◆ Exercise description ◆
Would you please copy exactly the line with "fn fmt(&self, f: &mut" and all lines that follow it in the data below, through the last one?

========================================================================

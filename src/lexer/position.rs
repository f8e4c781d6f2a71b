//! Source files and positions.

use std::fmt;
use std::rc::Rc;
use std::time::SystemTime;

/// One input known to the lexer: a file on disk, standard input, or an
/// in-memory string buffer.
///
/// Shared between the stream reading it and every token minted from it,
/// so positions stay printable after the stream is gone.
#[derive(Debug)]
pub struct SourceFile {
    pub name: String,
    pub mtime: Option<SystemTime>,
}

impl SourceFile {
    pub fn new(name: impl Into<String>, mtime: Option<SystemTime>) -> Rc<Self> {
        Rc::new(Self {
            name: name.into(),
            mtime,
        })
    }
}

/// A `file:line:column` location. Lines and columns are 1-based.
#[derive(Debug, Clone)]
pub struct Position {
    pub file: Rc<SourceFile>,
    pub line: u32,
    pub column: u32,
}

impl fmt::Display for Position {
    fn fmt(&self, f: &mut fmt::Formatter<'_>) -> fmt::Result {
        write!(f, "{}:{}:{}", self.file.name, self.line, self.column)
    }
}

========================================================================

◆ Result of the task ◆
    fn fmt(&self, f: &mut fmt::Formatter<'_>) -> fmt::Result {
        write!(f, "{}:{}:{}", self.file.name, self.line, self.column)
    }
}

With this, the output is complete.